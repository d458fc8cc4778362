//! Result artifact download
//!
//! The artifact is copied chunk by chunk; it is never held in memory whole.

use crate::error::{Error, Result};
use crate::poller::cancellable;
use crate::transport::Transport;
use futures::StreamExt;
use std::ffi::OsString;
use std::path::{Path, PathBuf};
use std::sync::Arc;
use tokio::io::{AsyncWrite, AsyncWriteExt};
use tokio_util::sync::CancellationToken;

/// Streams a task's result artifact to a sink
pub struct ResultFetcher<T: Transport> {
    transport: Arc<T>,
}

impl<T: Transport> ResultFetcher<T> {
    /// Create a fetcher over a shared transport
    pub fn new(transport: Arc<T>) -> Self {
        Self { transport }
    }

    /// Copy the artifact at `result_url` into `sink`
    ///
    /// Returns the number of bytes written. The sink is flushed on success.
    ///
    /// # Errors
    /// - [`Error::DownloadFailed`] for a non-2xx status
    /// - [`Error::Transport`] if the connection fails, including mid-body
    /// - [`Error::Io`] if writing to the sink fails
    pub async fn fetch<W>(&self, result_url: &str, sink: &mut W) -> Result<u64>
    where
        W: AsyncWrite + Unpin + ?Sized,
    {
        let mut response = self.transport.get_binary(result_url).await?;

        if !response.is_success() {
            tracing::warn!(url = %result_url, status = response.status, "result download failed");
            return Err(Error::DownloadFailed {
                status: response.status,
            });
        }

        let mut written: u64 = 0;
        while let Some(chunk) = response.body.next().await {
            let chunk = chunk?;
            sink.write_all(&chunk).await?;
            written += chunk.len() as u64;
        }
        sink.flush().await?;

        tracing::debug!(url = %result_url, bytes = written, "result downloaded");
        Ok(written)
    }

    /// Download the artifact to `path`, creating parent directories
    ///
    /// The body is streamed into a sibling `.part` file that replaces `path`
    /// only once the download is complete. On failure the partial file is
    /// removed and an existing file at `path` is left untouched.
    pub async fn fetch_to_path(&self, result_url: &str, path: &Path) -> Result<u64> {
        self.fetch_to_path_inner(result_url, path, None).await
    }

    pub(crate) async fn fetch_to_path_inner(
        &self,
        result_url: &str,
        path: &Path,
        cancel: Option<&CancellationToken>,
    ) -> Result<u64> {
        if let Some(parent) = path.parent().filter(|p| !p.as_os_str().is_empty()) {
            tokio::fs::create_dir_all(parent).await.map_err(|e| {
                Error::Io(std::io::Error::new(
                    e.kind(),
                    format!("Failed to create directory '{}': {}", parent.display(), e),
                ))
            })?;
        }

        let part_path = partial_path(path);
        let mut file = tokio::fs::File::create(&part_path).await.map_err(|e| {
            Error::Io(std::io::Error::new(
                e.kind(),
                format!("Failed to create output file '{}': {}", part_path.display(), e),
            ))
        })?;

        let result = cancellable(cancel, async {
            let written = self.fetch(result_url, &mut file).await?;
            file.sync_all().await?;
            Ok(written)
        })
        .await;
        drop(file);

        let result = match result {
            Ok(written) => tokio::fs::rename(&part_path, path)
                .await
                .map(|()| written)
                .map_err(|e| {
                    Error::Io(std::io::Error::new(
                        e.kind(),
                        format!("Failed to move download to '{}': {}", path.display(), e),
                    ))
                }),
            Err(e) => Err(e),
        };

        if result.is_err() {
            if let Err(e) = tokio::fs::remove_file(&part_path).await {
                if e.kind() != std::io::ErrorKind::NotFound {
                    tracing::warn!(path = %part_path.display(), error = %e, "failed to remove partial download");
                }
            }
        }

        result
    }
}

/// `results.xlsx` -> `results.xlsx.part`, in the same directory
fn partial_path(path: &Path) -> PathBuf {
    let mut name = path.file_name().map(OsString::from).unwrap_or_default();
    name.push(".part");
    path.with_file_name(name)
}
● ● ●
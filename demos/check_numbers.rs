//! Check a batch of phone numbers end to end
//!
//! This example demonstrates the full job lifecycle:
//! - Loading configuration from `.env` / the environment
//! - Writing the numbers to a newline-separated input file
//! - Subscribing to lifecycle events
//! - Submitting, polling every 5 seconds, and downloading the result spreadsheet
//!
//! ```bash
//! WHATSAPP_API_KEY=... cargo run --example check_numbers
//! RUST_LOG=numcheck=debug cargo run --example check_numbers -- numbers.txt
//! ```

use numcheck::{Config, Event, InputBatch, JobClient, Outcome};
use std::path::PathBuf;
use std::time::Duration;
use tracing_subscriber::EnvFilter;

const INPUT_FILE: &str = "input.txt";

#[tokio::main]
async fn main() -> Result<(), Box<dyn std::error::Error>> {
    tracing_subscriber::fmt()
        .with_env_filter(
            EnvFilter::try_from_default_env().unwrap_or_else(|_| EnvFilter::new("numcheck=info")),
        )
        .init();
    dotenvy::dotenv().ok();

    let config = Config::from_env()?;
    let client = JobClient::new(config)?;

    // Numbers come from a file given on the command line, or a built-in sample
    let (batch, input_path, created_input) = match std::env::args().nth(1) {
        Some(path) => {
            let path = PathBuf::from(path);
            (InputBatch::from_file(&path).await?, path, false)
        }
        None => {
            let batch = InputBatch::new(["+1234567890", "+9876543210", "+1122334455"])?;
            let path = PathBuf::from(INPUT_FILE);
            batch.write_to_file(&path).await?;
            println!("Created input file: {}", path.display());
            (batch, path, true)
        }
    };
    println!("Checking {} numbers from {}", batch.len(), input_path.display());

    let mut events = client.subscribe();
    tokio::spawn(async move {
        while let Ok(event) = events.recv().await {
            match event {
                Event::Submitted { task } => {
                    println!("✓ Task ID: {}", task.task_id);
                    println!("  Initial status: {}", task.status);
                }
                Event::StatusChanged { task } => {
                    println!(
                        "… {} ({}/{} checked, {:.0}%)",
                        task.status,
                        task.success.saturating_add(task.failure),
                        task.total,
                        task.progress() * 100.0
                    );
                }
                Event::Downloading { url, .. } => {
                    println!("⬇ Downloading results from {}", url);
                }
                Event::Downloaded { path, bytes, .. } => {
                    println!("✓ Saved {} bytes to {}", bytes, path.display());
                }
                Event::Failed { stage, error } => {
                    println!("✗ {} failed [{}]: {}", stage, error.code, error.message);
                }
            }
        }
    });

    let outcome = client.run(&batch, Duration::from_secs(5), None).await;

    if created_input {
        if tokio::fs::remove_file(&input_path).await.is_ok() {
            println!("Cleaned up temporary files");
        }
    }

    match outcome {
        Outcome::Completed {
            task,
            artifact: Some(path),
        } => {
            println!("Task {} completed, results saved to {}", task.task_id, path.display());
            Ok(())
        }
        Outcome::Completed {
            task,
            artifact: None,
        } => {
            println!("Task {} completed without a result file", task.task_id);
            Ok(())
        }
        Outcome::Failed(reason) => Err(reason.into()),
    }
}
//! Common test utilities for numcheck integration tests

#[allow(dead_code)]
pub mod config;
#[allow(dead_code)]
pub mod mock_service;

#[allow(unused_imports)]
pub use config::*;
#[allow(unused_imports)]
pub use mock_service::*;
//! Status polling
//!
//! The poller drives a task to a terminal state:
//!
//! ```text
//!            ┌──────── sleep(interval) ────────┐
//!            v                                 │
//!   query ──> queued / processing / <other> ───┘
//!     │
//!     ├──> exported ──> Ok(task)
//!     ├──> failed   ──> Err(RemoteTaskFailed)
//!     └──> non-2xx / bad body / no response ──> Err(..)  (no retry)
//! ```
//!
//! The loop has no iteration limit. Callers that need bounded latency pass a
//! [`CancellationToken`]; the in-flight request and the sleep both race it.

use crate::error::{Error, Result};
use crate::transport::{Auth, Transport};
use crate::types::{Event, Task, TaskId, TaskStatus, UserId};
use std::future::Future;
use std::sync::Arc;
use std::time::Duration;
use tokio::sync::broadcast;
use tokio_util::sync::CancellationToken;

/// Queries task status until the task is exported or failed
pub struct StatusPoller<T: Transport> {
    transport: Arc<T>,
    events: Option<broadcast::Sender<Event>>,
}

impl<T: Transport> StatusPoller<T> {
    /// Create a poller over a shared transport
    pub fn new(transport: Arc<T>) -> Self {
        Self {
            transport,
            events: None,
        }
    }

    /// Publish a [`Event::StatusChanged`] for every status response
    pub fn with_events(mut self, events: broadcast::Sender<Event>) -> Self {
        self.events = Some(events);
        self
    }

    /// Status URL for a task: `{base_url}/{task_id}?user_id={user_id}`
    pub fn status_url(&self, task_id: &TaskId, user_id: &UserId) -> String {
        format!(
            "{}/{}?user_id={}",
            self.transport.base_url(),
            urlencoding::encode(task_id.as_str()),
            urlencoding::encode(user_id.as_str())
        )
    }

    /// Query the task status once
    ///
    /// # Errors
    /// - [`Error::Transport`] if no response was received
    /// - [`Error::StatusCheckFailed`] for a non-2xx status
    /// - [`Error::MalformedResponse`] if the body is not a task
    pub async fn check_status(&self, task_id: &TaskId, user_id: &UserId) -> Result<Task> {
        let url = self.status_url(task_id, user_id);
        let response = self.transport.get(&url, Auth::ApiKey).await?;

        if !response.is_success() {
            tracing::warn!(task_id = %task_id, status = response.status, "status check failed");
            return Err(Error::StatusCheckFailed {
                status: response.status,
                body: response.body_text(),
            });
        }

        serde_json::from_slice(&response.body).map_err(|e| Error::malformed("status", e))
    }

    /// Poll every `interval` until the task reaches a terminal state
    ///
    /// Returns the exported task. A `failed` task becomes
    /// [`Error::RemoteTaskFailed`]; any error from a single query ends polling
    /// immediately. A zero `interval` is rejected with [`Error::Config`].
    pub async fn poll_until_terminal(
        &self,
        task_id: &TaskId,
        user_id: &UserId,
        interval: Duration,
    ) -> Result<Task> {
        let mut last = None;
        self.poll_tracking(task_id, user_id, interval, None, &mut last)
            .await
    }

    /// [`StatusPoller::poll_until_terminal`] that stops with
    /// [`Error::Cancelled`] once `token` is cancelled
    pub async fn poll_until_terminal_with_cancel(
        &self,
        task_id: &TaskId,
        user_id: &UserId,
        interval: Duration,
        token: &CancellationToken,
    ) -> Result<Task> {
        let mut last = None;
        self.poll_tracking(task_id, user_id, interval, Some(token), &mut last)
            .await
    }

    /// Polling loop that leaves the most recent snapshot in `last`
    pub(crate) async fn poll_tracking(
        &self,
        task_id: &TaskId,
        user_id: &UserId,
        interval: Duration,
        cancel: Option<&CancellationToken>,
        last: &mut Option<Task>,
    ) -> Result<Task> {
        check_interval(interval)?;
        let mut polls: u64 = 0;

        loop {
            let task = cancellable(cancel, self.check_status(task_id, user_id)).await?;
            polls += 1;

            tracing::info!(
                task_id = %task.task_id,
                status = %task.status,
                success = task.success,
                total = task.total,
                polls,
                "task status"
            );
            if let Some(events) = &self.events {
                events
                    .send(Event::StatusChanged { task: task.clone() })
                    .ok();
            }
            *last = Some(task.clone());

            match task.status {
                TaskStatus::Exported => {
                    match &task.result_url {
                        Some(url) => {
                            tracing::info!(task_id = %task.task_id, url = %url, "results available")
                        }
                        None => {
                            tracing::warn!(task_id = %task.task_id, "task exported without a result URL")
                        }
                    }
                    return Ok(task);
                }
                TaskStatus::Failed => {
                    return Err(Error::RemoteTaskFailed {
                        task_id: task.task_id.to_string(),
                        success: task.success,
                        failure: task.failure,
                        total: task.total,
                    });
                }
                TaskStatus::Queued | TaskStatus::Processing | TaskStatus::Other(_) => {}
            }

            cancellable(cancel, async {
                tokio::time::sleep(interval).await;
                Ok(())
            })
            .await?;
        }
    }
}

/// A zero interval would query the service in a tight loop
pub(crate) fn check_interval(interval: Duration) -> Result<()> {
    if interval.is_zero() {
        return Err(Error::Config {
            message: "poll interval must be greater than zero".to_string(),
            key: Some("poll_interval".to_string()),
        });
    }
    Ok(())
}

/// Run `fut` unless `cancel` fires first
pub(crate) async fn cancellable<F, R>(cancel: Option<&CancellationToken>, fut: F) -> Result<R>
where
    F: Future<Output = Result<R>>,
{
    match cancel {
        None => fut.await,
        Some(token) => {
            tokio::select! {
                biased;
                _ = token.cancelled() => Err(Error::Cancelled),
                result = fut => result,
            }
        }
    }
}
● ● ●
• _Exercise_
In the entries above, one line contains "repository d458fc8cc4778362" and another contains "sink.flush().await?;". Reproduce exactly those two lines and the lines between them, nothing else.

• _The answer_
repository d458fc8cc4778362
//! Result artifact download
//!
//! The artifact is copied chunk by chunk; it is never held in memory whole.

use crate::error::{Error, Result};
use crate::poller::cancellable;
use crate::transport::Transport;
use futures::StreamExt;
use std::ffi::OsString;
use std::path::{Path, PathBuf};
use std::sync::Arc;
use tokio::io::{AsyncWrite, AsyncWriteExt};
use tokio_util::sync::CancellationToken;

/// Streams a task's result artifact to a sink
pub struct ResultFetcher<T: Transport> {
    transport: Arc<T>,
}

impl<T: Transport> ResultFetcher<T> {
    /// Create a fetcher over a shared transport
    pub fn new(transport: Arc<T>) -> Self {
        Self { transport }
    }

    /// Copy the artifact at `result_url` into `sink`
    ///
    /// Returns the number of bytes written. The sink is flushed on success.
    ///
    /// # Errors
    /// - [`Error::DownloadFailed`] for a non-2xx status
    /// - [`Error::Transport`] if the connection fails, including mid-body
    /// - [`Error::Io`] if writing to the sink fails
    pub async fn fetch<W>(&self, result_url: &str, sink: &mut W) -> Result<u64>
    where
        W: AsyncWrite + Unpin + ?Sized,
    {
        let mut response = self.transport.get_binary(result_url).await?;

        if !response.is_success() {
            tracing::warn!(url = %result_url, status = response.status, "result download failed");
            return Err(Error::DownloadFailed {
                status: response.status,
            });
        }

        let mut written: u64 = 0;
        while let Some(chunk) = response.body.next().await {
            let chunk = chunk?;
            sink.write_all(&chunk).await?;
            written += chunk.len() as u64;
        }
        sink.flush().await?;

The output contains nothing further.